Secretary of State of New Hampshire
- In office 1875 – 1876 1872 – 1873

Personal details
- Born: February 26, 1833 Epping, New Hampshire
- Died: February 21, 1895 (aged 61) Epping, New Hampshire
- Party: Republican

= Benjamin F. Prescott =

American politician (1833-1895)

Benjamin Franklin Prescott (February 26, 1833 – February 21, 1895) was an American lawyer, newspaper editor, and politician from Epping, New Hampshire, who served as the 36th governor of New Hampshire.

==Early life and education==
Benjamin F. Prescott was born in Epping, New Hampshire, on February 26, 1833. He attended Pembroke Academy and Phillips Exeter Academy before graduating from Dartmouth College in 1856.

== Career ==
Prescott studied law and was admitted to the New Hampshire Bar Association. He then established a private legal practice in Concord, New Hampshire and became active in the Republican Party. He served as secretary of the Republican State Committee from 1859 to 1874. He was also secretary of New Hampshire's Electoral College members every four years from 1860 to 1880.

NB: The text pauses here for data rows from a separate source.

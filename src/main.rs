use clap::{Args, Parser, Subcommand};
use std::path::Path;
use std::sync::Arc;

use person_manager::auth::SessionStore;
use person_manager::backend::HttpGateway;
use person_manager::config::AppConfig;
use person_manager::error::AppError;
use person_manager::logging::init_logging;
use person_manager::models::{AuthRequest, Gender, Person, PersonDraft, RegisterRequest};
use person_manager::resource::PersonWorkflow;
use person_manager::schema::{identifier, FieldErrors};
use person_manager::storage::FileStore;
use person_manager::utils::format_display_date;

#[derive(Parser, Debug)]
#[command(name = "person-manager")]
#[command(about = "Register and manage person records")]
struct Cli {
    /// Configuration file path (default: config.yaml)
    #[arg(short, long, default_value = "config.yaml")]
    config: String,

    /// API base URL (overrides config file)
    #[arg(long)]
    api_url: Option<String>,

    /// Increase log verbosity (-v, -vv)
    #[arg(short, long, action = clap::ArgAction::Count)]
    verbose: u8,

    #[command(subcommand)]
    command: Command,
}

#[derive(Subcommand, Debug)]
enum Command {
    /// List registered people
    List {
        /// Filter by name, CPF, email or place of birth
        #[arg(short, long)]
        search: Option<String>,
    },
    /// Show one person
    Show { id: i64 },
    /// Register a new person
    Create(PersonFields),
    /// Edit a person; omitted fields keep their current value
    Update {
        id: i64,
        #[command(flatten)]
        fields: PersonFields,
    },
    /// Remove a person
    Delete { id: i64 },
    /// Sign in and unlock the authenticated surface
    Login {
        #[arg(short, long)]
        username: String,
        #[arg(short, long)]
        password: String,
    },
    /// Create an account
    Register {
        #[arg(short, long)]
        username: String,
        #[arg(short, long)]
        password: String,
        #[arg(short, long)]
        role: Option<String>,
    },
    /// Forget the stored session
    Logout,
    /// Show the signed-in user
    Whoami,
    /// Normalize, format and check a CPF
    Cpf { value: String },
}

#[derive(Args, Debug, Default)]
struct PersonFields {
    #[arg(long)]
    name: Option<String>,
    #[arg(long)]
    cpf: Option<String>,
    /// Birth date as YYYY-MM-DD
    #[arg(long)]
    birth_date: Option<String>,
    /// Masculino, Feminino, Outro, "Prefiro não informar" or free text
    #[arg(long)]
    gender: Option<String>,
    #[arg(long)]
    email: Option<String>,
    #[arg(long)]
    place_of_birth: Option<String>,
    #[arg(long)]
    nationality: Option<String>,
    /// Required when signed in
    #[arg(long)]
    address: Option<String>,
}

impl PersonFields {
    fn apply(self, draft: &mut PersonDraft) {
        if let Some(name) = self.name {
            draft.name = name;
        }
        if let Some(cpf) = self.cpf {
            draft.cpf = cpf;
        }
        if self.birth_date.is_some() {
            draft.birth_date = self.birth_date;
        }
        if self.gender.is_some() {
            draft.gender = self.gender;
        }
        if self.email.is_some() {
            draft.email = self.email;
        }
        if self.place_of_birth.is_some() {
            draft.place_of_birth = self.place_of_birth;
        }
        if self.nationality.is_some() {
            draft.nationality = self.nationality;
        }
        if self.address.is_some() {
            draft.address = self.address;
        }
    }
}

fn load_config(args: &Cli) -> Result<AppConfig, AppError> {
    let mut config = if args.config == "config.yaml" && !Path::new("config.yaml").exists() {
        AppConfig::default_config()
    } else {
        AppConfig::load_from_file(&args.config)?
    };

    if let Some(api_url) = &args.api_url {
        config.api.base_url = Some(api_url.clone());
        config.validate()?;
    }

    Ok(config)
}

fn print_person(person: &Person) {
    let id = person.id.map(|id| id.to_string()).unwrap_or_else(|| "-".to_string());
    println!("#{} {}", id, person.name);
    println!("   CPF: {}", identifier::format(&person.cpf));
    println!("   Nascimento: {}", format_display_date(&person.birth_date));
    if let Some(gender) = &person.gender {
        println!("   Sexo: {}", gender);
    }
    if let Some(email) = &person.email {
        println!("   E-mail: {}", email);
    }
    if let Some(place) = &person.place_of_birth {
        println!("   Naturalidade: {}", place);
    }
    if let Some(nationality) = &person.nationality {
        println!("   Nacionalidade: {}", nationality);
    }
    if let Some(address) = &person.address {
        println!("   Endereço: {}", address);
    }
}

fn print_people(people: &[Person]) {
    if people.is_empty() {
        println!("Nenhuma pessoa encontrada.");
        return;
    }
    for person in people {
        print_person(person);
    }
    println!("{} pessoa(s)", people.len());
}

fn present_error(error: &AppError) {
    match error {
        AppError::Validation(errors) => {
            eprintln!("Erro de validação: por favor, corrija os erros do formulário.");
            for (field, kind) in errors.iter() {
                eprintln!("  {}: {}", field, FieldErrors::message(field, kind));
            }
        }
        AppError::AuthRejected { .. } => {
            eprintln!("Erro no login: credenciais inválidas. Tente novamente.");
        }
        AppError::RequestFailed { status, body } => {
            eprintln!("Não foi possível concluir a operação (HTTP {}).", status);
            if !body.is_empty() {
                eprintln!("  {}", body);
            }
        }
        AppError::Network(e) => {
            eprintln!("Não foi possível contactar o servidor: {}", e);
        }
        other => eprintln!("{}", other),
    }
}

async fn run(args: Cli) -> Result<(), AppError> {
    let config = load_config(&args)?;

    let storage = Arc::new(FileStore::new(&config.session.dir));
    let session = Arc::new(SessionStore::open(storage));
    let gateway = Arc::new(HttpGateway::new(&config.api, session.clone())?);
    let workflow = PersonWorkflow::new(gateway.clone(), session.clone());

    match args.command {
        Command::List { search } => {
            let people = workflow.list(search.as_deref()).await?;
            print_people(&people);
        }
        Command::Show { id } => match workflow.load(id).await? {
            Some(person) => print_person(&person),
            None => println!("Pessoa {} não encontrada.", id),
        },
        Command::Create(fields) => {
            if let Some(gender) = fields.gender.as_deref() {
                if Gender::from_label(gender).is_none() {
                    println!("Aviso: sexo \"{}\" fora das opções padrão.", gender);
                }
            }
            let mut draft = PersonDraft::default();
            fields.apply(&mut draft);
            let created = workflow.create(&draft).await?;
            println!("Pessoa cadastrada com sucesso!");
            if let Some(person) = created {
                print_person(&person);
            }
        }
        Command::Update { id, fields } => {
            let Some(mut draft) = workflow.load_draft(id).await? else {
                println!("Pessoa {} não encontrada.", id);
                return Ok(());
            };
            fields.apply(&mut draft);
            workflow.update(id, &draft).await?;
            println!("Os dados de {} foram atualizados.", draft.name.trim());
        }
        Command::Delete { id } => {
            let remaining = workflow.delete(id).await?;
            println!("Pessoa removida.");
            print_people(&remaining);
        }
        Command::Login { username, password } => {
            let session = session
                .login(gateway.as_ref(), &AuthRequest { username, password })
                .await?;
            println!("Bem-vindo, {}!", session.principal.username);
        }
        Command::Register {
            username,
            password,
            role,
        } => {
            session
                .register(
                    gateway.as_ref(),
                    &RegisterRequest {
                        username,
                        password,
                        role,
                    },
                )
                .await?;
            println!("Conta criada com sucesso! Você já pode fazer login.");
        }
        Command::Logout => {
            session.logout()?;
            println!("Você foi desconectado com sucesso.");
        }
        Command::Whoami => match session.current_principal() {
            Some(principal) => println!("{} ({})", principal.username, principal.role),
            None => println!("Acesso público (sem sessão)."),
        },
        Command::Cpf { value } => {
            let digits = identifier::normalize(&value);
            println!("{}", identifier::format(&digits));
            if identifier::is_valid(&digits) {
                println!("CPF válido");
            } else {
                println!("CPF inválido");
            }
        }
    }

    Ok(())
}

#[tokio::main]
async fn main() -> Result<(), Box<dyn std::error::Error>> {
    let args = Cli::parse();
    init_logging(args.verbose);

    if let Err(e) = run(args).await {
        present_error(&e);
        std::process::exit(1);
    }

    Ok(())
}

In 1859, Prescott became editor of the Independent Democrat, a Republican newspaper that opposed slavery and endorsed the Abraham Lincoln administration.

Prescott was a New England special agent for the United States Department of the Treasury from 1865 to 1869, responsible to audit and report on the activities of customs collectors at border crossing and ports. He was New Hampshire Secretary of State from 1872 to 1873 and 1875 to 1876.

In 1877, Prescott was elected to a one-year term as governor. He was reelected in 1878, and served from June 7, 1877, to June 5, 1879. During his term, the state constitution was revised and construction began on a new state prison in Concord.

Prescott remained active in politics after leaving office, serving as chairman of the 1880 state Republican convention and a Delegate to the 1880 Republican National Convention. From 1887 to 1893, Prescott served on the state New Hampshire Board of Railroad Commissioners.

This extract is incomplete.